SVM cross validation parameters optimisation and accuracy
I use the following code to train the svm using k-fold cross-validation but the prediction accuracy is low. What I am doing wrong and how to programmatically calculate the accuracy of the classifier using cross-validation.
Log.i(TAG,"Training..."); params.set_svm_type(CvSVM.C_SVC); params.set_kernel_type(CvSVM.RBF); params.set_C(1.0); params.set_degree(0.0); params.set_coef0(0.0); params.set_gamma(1.0); params.set_term_crit(new TermCriteria(TermCriteria.EPS, 10000, 1e-12));
// k-fold cross validation
int kFolds = 10;
CvParamGrid C = new CvParamGrid();
CvParamGrid p = new CvParamGrid();
CvParamGrid nu = new CvParamGrid();
CvParamGrid gamma = new CvParamGrid();
CvParamGrid coeff = new CvParamGrid();
CvParamGrid degree = new CvParamGrid();
gamma.set_step(0.0);
// initialize SVM object to avoid being Null object
classifier = new CvSVM(trainingData, classes, new Mat(), new Mat(), params);
classifier.train_auto(trainingData, classes, new Mat(), new Mat(), params, kFolds, C, gamma, p, nu, coeff, degree, false);
classifier.save(XML.toString());
Log.i(TAG,"Training Done & Trained Model Saved");
Well there is a plausible chance that you simply have not got enough data to train a better model? We need some more info on that first before we can make sure its due to the parameters.

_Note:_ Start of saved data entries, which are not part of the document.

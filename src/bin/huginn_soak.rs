//! huginn-soak: exercise the job queue and content cache under load
//!
//! Starts a worker pool with a synthetic generation handler, submits a
//! batch of generation requests (with deliberate repeats and failures) and
//! prints queue and cache statistics.

use std::path::PathBuf;
use std::sync::Arc;
use std::sync::atomic::{AtomicU64, Ordering};
use std::time::Duration;

use async_trait::async_trait;
use clap::Parser;
use huginn::cache::{CachingHandler, GeneratedContent, GenerationRequest};
use huginn::jobs::{
    GenerationTicket, HandlerResult, Job, JobPriority, JobStatus, SubmitOptions, TaskContext,
    TaskHandler,
};
use huginn::{Config, HuginnError};
use tracing::info;

const TASK_NAME: &str = "generate";

/// Huginn soak test
#[derive(Parser)]
#[command(name = "huginn-soak")]
#[command(version = huginn::PKG_VERSION)]
#[command(about = "Run a synthetic generation workload through huginn")]
struct Args {
    /// Config file (default: ~/.huginn/config.toml, /etc/huginn/config.toml, or built-in defaults)
    #[arg(short, long, env = "HUGINN_CONFIG")]
    config: Option<PathBuf>,

    /// Number of generation requests to submit
    #[arg(short, long, default_value_t = 200)]
    jobs: usize,

    /// Number of distinct requests; the rest are repeats served by the cache
    #[arg(short, long, default_value_t = 50)]
    distinct: usize,

    /// Worker count (overrides the config file)
    #[arg(short, long)]
    workers: Option<usize>,

    /// Fail every n-th handler call (0 = never)
    #[arg(long, default_value_t = 7)]
    fail_every: u64,

    /// Simulated generation latency in milliseconds
    #[arg(long, default_value_t = 20)]
    latency_ms: u64,

    /// How long to wait for each job, in seconds
    #[arg(long, default_value_t = 60)]
    wait_secs: u64,
}

/// Pretends to generate text: reports progress, sleeps, sometimes fails.
struct SyntheticGenerator {
    calls: AtomicU64,
    fail_every: u64,
    latency: Duration,
}

#[async_trait]
impl TaskHandler for SyntheticGenerator {
    async fn run(&self, job: &Job, ctx: TaskContext) -> HandlerResult {
        let call = self.calls.fetch_add(1, Ordering::Relaxed) + 1;
        let request = GenerationRequest::from_parameters(&job.parameters)?;

        for step in 1..=4u32 {
            if ctx.is_cancelled() {
                return Err("cancelled".into());
            }
            tokio::time::sleep(self.latency / 4).await;
            ctx.report_progress(f64::from(step) * 25.0, None).await;
        }

        if self.fail_every > 0 && call % self.fail_every == 0 {
            return Err(format!("synthetic failure on call {call}").into());
        }

        let generated = GeneratedContent::new(
            format!(
                "[{}/{}] generated with {} parameters",
                request.template_id,
                request.style_profile,
                request.parameters.len()
            ),
            request.model_name,
        )
        .with_tokens_used(128)
        .with_generation_time(self.latency.as_secs_f64());
        Ok(serde_json::to_value(generated)?)
    }
}

fn request_for(i: usize, distinct: usize) -> GenerationRequest {
    let n = i % distinct.max(1);
    GenerationRequest::new(format!("template-{}", n % 5), "neutral", "synthetic-1")
        .with_parameter("topic", format!("topic-{n}"))
        .with_parameter("length", 100 + n as u64)
}

fn priority_for(i: usize) -> JobPriority {
    match i % 10 {
        0 => JobPriority::Urgent,
        1 | 2 => JobPriority::High,
        9 => JobPriority::Low,
        _ => JobPriority::Normal,
    }
}

#[tokio::main]
async fn main() -> Result<(), Box<dyn std::error::Error>> {
    // Initialise tracing (default: info; override with RUST_LOG).
    tracing_subscriber::fmt()
        .with_env_filter(
            tracing_subscriber::EnvFilter::try_from_default_env()
                .unwrap_or_else(|_| tracing_subscriber::EnvFilter::new("info")),
        )
        .init();

    let args = Args::parse();
    let config = Config::load_or_default(args.config.as_deref())?;
    let workers = args.workers.unwrap_or(config.jobs.workers);

    let cache = Arc::new(config.cache.build_manager());
    let manager = config.jobs.build_manager()?;
    manager.register(
        TASK_NAME,
        CachingHandler::new(
            SyntheticGenerator {
                calls: AtomicU64::new(0),
                fail_every: args.fail_every,
                latency: Duration::from_millis(args.latency_ms),
            },
            cache.clone(),
        ),
    )?;
    manager.start(workers).await?;
    info!(
        workers,
        jobs = args.jobs,
        backend = cache.backend().name(),
        "soak test started"
    );

    let mut queued = Vec::with_capacity(args.jobs);
    let mut served_from_cache = 0usize;
    for i in 0..args.jobs {
        let ticket = manager
            .submit_generation(
                &cache,
                TASK_NAME,
                &request_for(i, args.distinct),
                SubmitOptions::new().priority(priority_for(i)),
            )
            .await?;
        match ticket {
            GenerationTicket::Cached(_) => served_from_cache += 1,
            GenerationTicket::Queued(id) => queued.push(id),
        }
    }

    let wait = Duration::from_secs(args.wait_secs);
    let (mut completed, mut failed, mut timed_out) = (0usize, 0usize, 0usize);
    for id in &queued {
        match manager.wait_for(id, wait).await {
            Ok(snapshot) if snapshot.status == JobStatus::Completed => completed += 1,
            Ok(_) => failed += 1,
            Err(HuginnError::WaitTimedOut(_)) => timed_out += 1,
            Err(e) => return Err(e.into()),
        }
    }

    // A second pass over the distinct requests should be all cache hits.
    let mut second_pass_hits = 0usize;
    for i in 0..args.distinct.min(args.jobs) {
        if let GenerationTicket::Cached(_) = manager
            .submit_generation(
                &cache,
                TASK_NAME,
                &request_for(i, args.distinct),
                SubmitOptions::new(),
            )
            .await?
        {
            second_pass_hits += 1;
        }
    }

    manager.stop().await;

    let queue_stats = manager.stats().await?;
    let cache_stats = cache.stats().await?;
    println!("submitted:          {}", args.jobs);
    println!("served at submit:   {served_from_cache}");
    println!("queued:             {}", queued.len());
    println!("  completed:        {completed}");
    println!("  failed:           {failed}");
    println!("  still running:    {timed_out}");
    println!("second-pass hits:   {second_pass_hits}");
    println!(
        "queue:              pending={} running={} completed={} failed={} cancelled={}",
        queue_stats.pending,
        queue_stats.running,
        queue_stats.completed,
        queue_stats.failed,
        queue_stats.cancelled
    );
    println!(
        "cache ({}):       size={}/{} hits={} misses={} hit_rate={:.1}%",
        cache.backend().name(),
        cache_stats.size,
        cache_stats.capacity,
        cache_stats.hit_count,
        cache_stats.miss_count,
        cache_stats.hit_rate() * 100.0
    );
    Ok(())
}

Thanks @StevenPuttemans for your comment. I have 88 record with 40 negative images and 48 positive images. I suppose this due to the parameters as I have all the predictions of the test dataset 1.
SVM on that small amount of data will never be optimal. Start by increasing your training set.

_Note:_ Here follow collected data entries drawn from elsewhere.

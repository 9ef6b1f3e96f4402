//! Telemetry metric name constants.
//!
//! Centralised metric names for huginn operations. Consumers install
//! their own `metrics` recorder (e.g. prometheus, statsd); without a
//! recorder installed, all metric calls are no-ops.
//!
//! # Metric naming conventions
//!
//! All metrics are prefixed with `huginn_`. Counters end in `_total`,
//! histograms use meaningful units (e.g. `_seconds`).
//!
//! # Common labels
//!
//! - `task`: task name the job was submitted under
//! - `status`: terminal outcome: "completed", "failed" or "cancelled"
//! - `operation`: storage operation (e.g. "dequeue", "complete")
//! - `backend`: cache backend name ("memory" | "moka")

/// Total jobs accepted by the queue.
///
/// Labels: `task`, `priority`.
pub const JOBS_SUBMITTED_TOTAL: &str = "huginn_jobs_submitted_total";

/// Total jobs that reached a terminal status.
///
/// Labels: `task`, `status`.
pub const JOBS_FINISHED_TOTAL: &str = "huginn_jobs_finished_total";

/// Total job requeues after a failed attempt.
///
/// Labels: `task`.
pub const JOB_RETRIES_TOTAL: &str = "huginn_job_retries_total";

/// Total handler attempts that exceeded their timeout.
///
/// Labels: `task`.
pub const JOB_TIMEOUTS_TOTAL: &str = "huginn_job_timeouts_total";

/// Wall-clock duration of a single handler attempt in seconds.
///
/// Labels: `task`.
pub const JOB_DURATION_SECONDS: &str = "huginn_job_duration_seconds";

/// Number of jobs waiting in the pending ordering.
pub const QUEUE_DEPTH: &str = "huginn_queue_depth";

/// Total storage operations retried after a transient backend error.
///
/// Labels: `operation`.
pub const STORAGE_RETRIES_TOTAL: &str = "huginn_storage_retries_total";

/// Total content cache hits.
///
/// Labels: `backend`.
pub const CACHE_HITS_TOTAL: &str = "huginn_cache_hits_total";

/// Total content cache misses (including lazily expired entries).
///
/// Labels: `backend`.
pub const CACHE_MISSES_TOTAL: &str = "huginn_cache_misses_total";

/// Total entries evicted to stay within capacity.
///
/// Labels: `backend`.
pub const CACHE_EVICTIONS_TOTAL: &str = "huginn_cache_evictions_total";
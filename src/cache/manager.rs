//! Cache-aside helpers over a [`CacheBackend`].

use std::sync::Arc;

use tracing::debug;

use super::content::{CachedContent, GeneratedContent, GenerationRequest, expiry_after};
use super::key::CacheKey;
use super::memory::MemoryCacheBackend;
use super::{CacheBackend, CacheConfig, CacheStats};
use crate::Result;

/// Composes a backend with key construction and the default TTL.
///
/// Producers call [`get_cached`](Self::get_cached) before submitting work
/// and [`cache_result`](Self::cache_result) once generation succeeded.
#[derive(Clone)]
pub struct ContentCacheManager {
    backend: Arc<dyn CacheBackend>,
    config: CacheConfig,
}

impl ContentCacheManager {
    pub fn new(backend: Arc<dyn CacheBackend>, config: CacheConfig) -> Self {
        Self { backend, config }
    }

    /// Manager over a [`MemoryCacheBackend`] sized from `config`.
    pub fn in_memory(config: CacheConfig) -> Self {
        let backend = Arc::new(MemoryCacheBackend::new(config.max_entries));
        Self::new(backend, config)
    }

    pub fn backend(&self) -> &Arc<dyn CacheBackend> {
        &self.backend
    }

    pub fn config(&self) -> &CacheConfig {
        &self.config
    }

    pub fn key_for(&self, request: &GenerationRequest) -> CacheKey {
        request.cache_key(&self.config.version)
    }

    pub async fn get_cached(&self, request: &GenerationRequest) -> Result<Option<CachedContent>> {
        let key = self.key_for(request).to_string();
        let found = self.backend.get(&key).await?;
        debug!(key = %key, hit = found.is_some(), "cache lookup");
        Ok(found)
    }

    /// Store a successful generation under the request's key with the
    /// configured TTL. Returns the stored entry.
    pub async fn cache_result(
        &self,
        request: &GenerationRequest,
        generated: GeneratedContent,
    ) -> Result<CachedContent> {
        let key = self.key_for(request).to_string();
        let mut content = generated.into_cached(key.clone());
        content.expires_at = self.config.ttl.and_then(expiry_after);
        self.backend
            .set(&key, content.clone(), self.config.ttl)
            .await?;
        debug!(key = %key, "cached generated content");
        Ok(content)
    }

    /// Drop the entry for `request`. Returns true if one was present.
    pub async fn invalidate(&self, request: &GenerationRequest) -> Result<bool> {
        let key = self.key_for(request).to_string();
        self.backend.delete(&key).await
    }

    pub async fn stats(&self) -> Result<CacheStats> {
        self.backend.stats().await
    }
}

#[cfg(test)]
mod tests {
    use std::time::Duration;

    use super::*;

    fn request() -> GenerationRequest {
        GenerationRequest::new("blog", "concise", "gpt-4").with_parameter("length", 500)
    }

    #[tokio::test]
    async fn cache_aside_round() {
        let cache = ContentCacheManager::in_memory(CacheConfig::new().max_entries(8));
        assert!(cache.get_cached(&request()).await.unwrap().is_none());

        let stored = cache
            .cache_result(&request(), GeneratedContent::new("hello", "gpt-4").with_tokens_used(12))
            .await
            .unwrap();
        assert_eq!(stored.cache_key, cache.key_for(&request()).to_string());
        assert!(stored.expires_at.is_some());

        let hit = cache.get_cached(&request()).await.unwrap().unwrap();
        assert_eq!(hit.content, "hello");
        assert_eq!(hit.tokens_used, Some(12));
        assert_eq!(hit.hit_count, 1);

        assert!(cache.invalidate(&request()).await.unwrap());
        assert!(cache.get_cached(&request()).await.unwrap().is_none());
    }

    #[tokio::test]
    async fn no_ttl_never_expires() {
        let cache = ContentCacheManager::in_memory(CacheConfig::new().ttl(None));
        let stored = cache
            .cache_result(&request(), GeneratedContent::new("hello", "gpt-4"))
            .await
            .unwrap();
        assert!(stored.expires_at.is_none());
    }

    #[tokio::test]
    async fn version_bump_misses() {
        let backend: Arc<dyn CacheBackend> = Arc::new(MemoryCacheBackend::new(8));
        let v1 = ContentCacheManager::new(backend.clone(), CacheConfig::new());
        let v2 = ContentCacheManager::new(
            backend,
            CacheConfig::new()
                .version("v2")
                .ttl(Some(Duration::from_secs(60))),
        );
        v1.cache_result(&request(), GeneratedContent::new("old", "gpt-4"))
            .await
            .unwrap();
        assert!(v2.get_cached(&request()).await.unwrap().is_none());
    }
}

Thanks @StevenPuttemans, I will try to increase my data but my question is can I get at 90% accuracy with this data as we need it for real testing or it will be difficult?.
Getting 90% certainty is always a challenge. But without more insight info in your application, making a random guess if it will work is impossible :D
The problem is that my colleague who work on matlab get nearly 97% accuracy with this data. Is the problem with the opencv and android as they are open source or other criteria. however, my app is a diagnosis app which give result of a disease based on analyzing colors in image.
wait, if your collegue already trained with matlab, then you know the parameters right? Then you can simply set all these parameters and not add a grid for them?
Thanks, we will try this.
Please suggest any solution I can try as we need to start testing from 1st of September and I have no enough time --> I am sorry, but this will not convince me further to provide support. Don't you have a professor or assistant that is assigned to this class?
Sorry for any inconvenience I caused. I will delete my comment as it seems inappropriate.